Environmental Law and Policy - Environmental law forms a fundamental part of how our society interacts with its natural surroundings. This course comprises a practical, in-depth examination of environmental law, with a focus on European and international perspectives. It will trace the development of EU and international environmental law to date and will analyze the legal principles applied to environmental protection.

Immigration and Asylum Law - States have a right under international law to limit access by non-citizens to a state. However, this right is necessarily limited and prescribed. Immigration and asylum law raise questions regarding the ability of states to regulate or control in-ward migration for certain categories of non-citizen. Immigration & Asylum: Law, Politics & Rights is designed for both law and non-law students. With profound changes expected to the Irish immigration and asylum systems over the coming years, this course will be useful to a wide variety of individuals. A sound knowledge and understanding of the legal rules and principles that have evolved to govern immigration and asylum law is useful and necessary for all persons operating in government, national and international governmental organisations, politics, business, as practising lawyers, policy makers, or as rights advocates within the international and national non-governmental sector (NGOs).

Regulation of Food Safety addresses how the differing interests and actors involved in the production and consumption of food interact to regulate the safety and quality of food and examines the current and future challenges in the regulation of food safety and quality.

CIEL
The Comparative International and European Law (CIEL) programme is an exchange programme for registered full-time LLM students. The programme includes joint thesis supervision with academic colleagues at both the home and host institution. Upon successful completion students are awarded the CIEL certificate in addition to their LLM award.

Maastricht University (Courses through English: English as first language or an overall score of score 6.5 in IELTS)

Universität Mannheim (Courses through German: German as first language, Leaving Certificate B2 or equivalent)

Universitat Pompeu Fabra (Courses through English: English as first language or an overall score of score 6.5 in IELTS)

Université Toulouse 1 Capitole (Courses through French: French as first language, Leaving Certificate B2 or equivalent)

University of Antwerp (Courses through English: English as first language or an overall score of score 6.5 in IELTS)

University of Zagreb (Courses through English: English as first language or an overall score of score 6.5 in IELTS)

Students admitted to LLM programmes holding a 2:1 in their undergraduate Law degree and relevant language results are eligible to apply in late September/Early October when they have begun their programme. Spaces are allocated on a competitive basis. Open to September start students only.​

LLM Exchange to the University of Melbourne

Sutherland School of Law will offer one full-time registered LLM, September start, student the opportunity to spend Semester Two of their full-time LLM programme in the University of Melbourne. This is open only to students admitted to an LLM programme holding a high 2:1 in their undergraduate Law degree. Allocation will be based on academic performance to date and interview. Application to this will open in October.

Additional Notes for Applicants:

Please note that the Part Time programme has the same timetable as the full time programme but is held over 2 years rather than 1 year.

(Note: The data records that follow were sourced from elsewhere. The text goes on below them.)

use proptest::prelude::*;
use skycast::scene::classify::{
    clouds_from_code, condition_from_code, is_rainy_code, is_snowy_code, rain_from_code,
    snow_from_code, wind_effect_from_speed,
};
use skycast::scene::{Background, WeatherSnapshot, background_from_weather, compose};

proptest! {
    #[test]
    fn precipitation_layers_never_double_up(code in 0u8..=255, wind in 0.0f32..120.0) {
        let rain = rain_from_code(Some(code), Some(wind));
        let snow = snow_from_code(Some(code), Some(wind));
        prop_assert!(
            !(rain.enabled && snow.enabled),
            "code {} classified as both rain and snow",
            code
        );
    }

    #[test]
    fn wind_streaks_need_the_threshold(speed in 0.0f32..200.0, gusts in 0.0f32..200.0) {
        let params = wind_effect_from_speed(Some(speed), Some(gusts));
        let level = speed.max(gusts * 0.8);
        prop_assert_eq!(params.enabled, level >= 18.0);
        if params.enabled {
            prop_assert!((1.0..=1.8).contains(&params.intensity));
            prop_assert!(params.speed >= 1.5);
        } else {
            prop_assert!(params.intensity == 0.0 && params.speed == 0.0);
        }
    }

    #[test]
    fn cloud_cover_and_drift_stay_in_band(code in 0u8..=255) {
        let clouds = clouds_from_code(Some(code));
        if clouds.enabled {
            prop_assert!(clouds.intensity > 0.0 && clouds.intensity <= 1.0);
            prop_assert!([0.05f32, 0.1, 0.15].contains(&clouds.wind));
        } else {
            prop_assert!(clouds.intensity == 0.0 && clouds.wind == 0.0);
        }
    }

    #[test]
    fn precipitation_drift_follows_the_wind(code in 0u8..=255, wind in 0.0f32..120.0) {
        let rain = rain_from_code(Some(code), Some(wind));
        let snow = snow_from_code(Some(code), Some(wind));
        prop_assert!(rain.wind >= 0.0 && rain.wind <= wind * 0.06 + 1e-6);
        prop_assert!(snow.wind >= 0.0 && snow.wind <= wind * 0.03 + 1e-6);
    }

    #[test]
    fn condition_labels_cover_exactly_the_known_codes(code in 0u8..=255) {
        let known = matches!(
            code,
            0..=3
                | 45
                | 48
                | 51
                | 53
                | 55..=57
                | 61
                | 63
                | 65..=67
                | 71
                | 73
                | 75
                | 77
                | 80..=82
                | 85
                | 86
                | 95
                | 96
                | 99
        );
        prop_assert_eq!(condition_from_code(Some(code)).is_empty(), !known);
    }

    #[test]
    fn labels_agree_with_the_code_sets(code in 0u8..=255) {
        let label = condition_from_code(Some(code));
        if is_rainy_code(code) {
            prop_assert!(["Drizzle", "Raining", "Showers", "Thunderstorm"].contains(&label));
        }
        if is_snowy_code(code) {
            prop_assert!(["Snowing", "Snow grains", "Snow showers"].contains(&label));
        }
    }

    #[test]
    fn the_sun_never_shines_through_rain(
        code in 0u8..=255,
        wind in 0.0f32..120.0,
        gusts in 0.0f32..150.0,
        is_day in any::<bool>(),
    ) {
        let scene = compose(&WeatherSnapshot {
            weather_code: Some(code),
            wind_speed: Some(wind),
            wind_gusts: Some(gusts),
            is_day: Some(is_day),
        });
        if scene.sun.enabled {
            prop_assert!(is_day);
            prop_assert!(!scene.rain.enabled);
            prop_assert!(scene.sun.intensity > 0.0);
        }
    }

    #[test]
    fn stars_only_come_out_on_dry_nights(
        code in 0u8..=255,
        wind in 0.0f32..120.0,
        is_day in any::<bool>(),
    ) {
        let scene = compose(&WeatherSnapshot {
            weather_code: Some(code),
            wind_speed: Some(wind),
            wind_gusts: None,
            is_day: Some(is_day),
        });
        let dry = !is_rainy_code(code) && !is_snowy_code(code);
        prop_assert_eq!(scene.stars.enabled, !is_day && dry);
        if scene.stars.enabled {
            prop_assert!((0.6..=1.0).contains(&scene.stars.density));
            prop_assert!(scene.stars.twinkle_speed > 0.0);
        }
    }

    #[test]
    fn background_severity_order_holds(
        code in 0u8..=255,
        wind in 0.0f32..120.0,
        gusts in 0.0f32..150.0,
        is_day in any::<bool>(),
    ) {
        let bg = background_from_weather(Some(code), Some(is_day), Some(wind), Some(gusts));
        prop_assert_eq!(bg.is_day(), is_day);
        if is_snowy_code(code) {
            prop_assert!(matches!(bg, Background::SnowyDay | Background::SnowyNight));
        } else if is_rainy_code(code) {
            prop_assert!(matches!(bg, Background::RainyDay | Background::RainyNight));
        } else if wind.max(gusts * 0.8) >= 18.0 {
            prop_assert!(matches!(bg, Background::WindyDay | Background::WindyNight));
        } else {
            prop_assert!(matches!(bg, Background::ClearDay | Background::ClearNight));
        }
    }
}
use std::time::Duration;

use crossterm::event::{Event, EventStream};
use futures::StreamExt;
use rand::Rng;
use tokio::time::{interval, sleep};

use crate::data::neo::NeoFlyby;
use crate::domain::weather::{ForecastBundle, Location};

/// Pause between the last keystroke in the search box and the suggestion
/// lookup, so we do not hit the geocoder on every character.
const SUGGEST_DEBOUNCE: Duration = Duration::from_millis(300);

#[derive(Debug)]
pub enum AppEvent {
    Bootstrap,
    TickFrame,
    TickRefresh,
    Input(Event),
    FetchStarted,
    Located(Location),
    FetchSucceeded(ForecastBundle),
    FetchFailed {
        message: String,
        retryable: bool,
    },
    SuggestElapsed {
        generation: u64,
        query: String,
    },
    SuggestionsReady {
        generation: u64,
        query: String,
        result: Result<Vec<Location>, String>,
    },
    NeoLoaded(Result<Vec<NeoFlyby>, String>),
    Quit,
}

pub fn spawn_input_task() -> impl futures::Stream<Item = Event> {
    EventStream::new().filter_map(|event| async move { event.ok() })
}

/// Animation clock. Callers decide the effective rate; anything below
/// 1 fps is clamped so the ticker never stalls.
pub fn start_frame_task(tx: tokio::sync::mpsc::Sender<AppEvent>, fps: u8) {
    let fps = fps.max(1);
    tokio::spawn(async move {
        let mut ticker = interval(Duration::from_millis(1000_u64 / u64::from(fps)));
        loop {
            ticker.tick().await;
            if tx.send(AppEvent::TickFrame).await.is_err() {
                break;
            }
        }
    });
}

/// Periodic forecast refresh with a little jitter so restarting a fleet of
/// terminals does not synchronise their requests.
pub fn start_refresh_task(tx: tokio::sync::mpsc::Sender<AppEvent>, refresh_secs: u64) {
    tokio::spawn(async move {
        let base = refresh_secs.max(10) as f32;
        loop {
            let jitter = rand::rng().random_range(0.9..1.1);
            sleep(Duration::from_secs_f32(base * jitter)).await;
            if tx.send(AppEvent::TickRefresh).await.is_err() {
                break;
            }
        }
    });
}

pub fn schedule_retry(tx: tokio::sync::mpsc::Sender<AppEvent>, delay: Duration) {
    tokio::spawn(async move {
        sleep(delay.max(Duration::from_secs(1))).await;
        let _ = tx.send(AppEvent::TickRefresh).await;
    });
}

/// Fires `SuggestElapsed` after the debounce window. The generation lets
/// the state discard timers made stale by further typing.
pub fn schedule_suggest(tx: tokio::sync::mpsc::Sender<AppEvent>, generation: u64, query: String) {
    tokio::spawn(async move {
        sleep(SUGGEST_DEBOUNCE).await;
        let _ = tx
            .send(AppEvent::SuggestElapsed { generation, query })
            .await;
    });
}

There will be dissertation seminars in weeks 1-4 on Tuesdays and Wednesdays 11-1pm (Jan-May term)

January start full time students will be expected to submit a dissertation title as soon as they have registered for the programme, January, and will have to submit a proposal and poster within the first weeks of their first semester.

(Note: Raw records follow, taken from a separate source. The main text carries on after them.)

//! Full-screen animated backdrop: the gradient sky plus every mounted
//! effect layer, painted back to front before the panels go on top.

use ratatui::{buffer::Buffer, layout::Rect, widgets::Widget};

use crate::scene::engine::LayerStyle;
use crate::scene::surface::Surface;
use crate::scene::{Background, SceneStack};
use crate::ui::theme::{self, Gradient};

pub struct Backdrop<'a> {
    pub stack: &'a SceneStack,
    pub background: Background,
}

impl Widget for Backdrop<'_> {
    fn render(self, area: Rect, buf: &mut Buffer) {
        let gradient = theme::gradient(self.background);
        paint_gradient(area, buf, &gradient);
        for (surface, style) in self.stack.layers() {
            paint_layer(area, buf, surface, style, &gradient);
        }
    }
}

fn paint_gradient(area: Rect, buf: &mut Buffer, gradient: &Gradient) {
    for y in area.top()..area.bottom() {
        let color = theme::to_color(theme::row_rgb(gradient, row_ratio(area, y)));
        for x in area.left()..area.right() {
            if let Some(cell) = buf.cell_mut((x, y)) {
                cell.set_char(' ').set_bg(color);
            }
        }
    }
}

fn row_ratio(area: Rect, y: u16) -> f32 {
    if area.height <= 1 {
        0.0
    } else {
        f32::from(y - area.top()) / f32::from(area.height - 1)
    }
}

/// A lit cell's glyph is tinted toward the layer color in proportion to
/// its alpha, against the gradient color of its row. The cell background
/// is left alone so the sky shows through.
fn paint_layer(
    area: Rect,
    buf: &mut Buffer,
    surface: &Surface,
    style: LayerStyle,
    gradient: &Gradient,
) {
    for (x, y, cell) in surface.lit() {
        if x >= area.width || y >= area.height {
            continue;
        }
        let strength = (cell.alpha * style.opacity).clamp(0.0, 1.0);
        let row = theme::row_rgb(gradient, row_ratio(area, area.y + y));
        let fg = theme::lerp_rgb(row, style.color, strength);
        if let Some(buf_cell) = buf.cell_mut((area.x + x, area.y + y)) {
            let bg = buf_cell.bg;
            buf_cell
                .set_symbol(&cell.glyph.to_string())
                .set_fg(theme::to_color(fg))
                .set_bg(bg);
        }
    }
}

Vision and Values Statement

The programme gives students, who already hold an undergraduate law degree or have practised law for a significant period, specialised and in-depth knowledge of the law and acquire a profound understanding of how law works in theory and in practice, both in Ireland and elsewhere. The qualification enhances students' prospects of employment or promotion in law firms, domestically and internationally, while providing knowledge, skills and experience applicable in a wide variety of careers.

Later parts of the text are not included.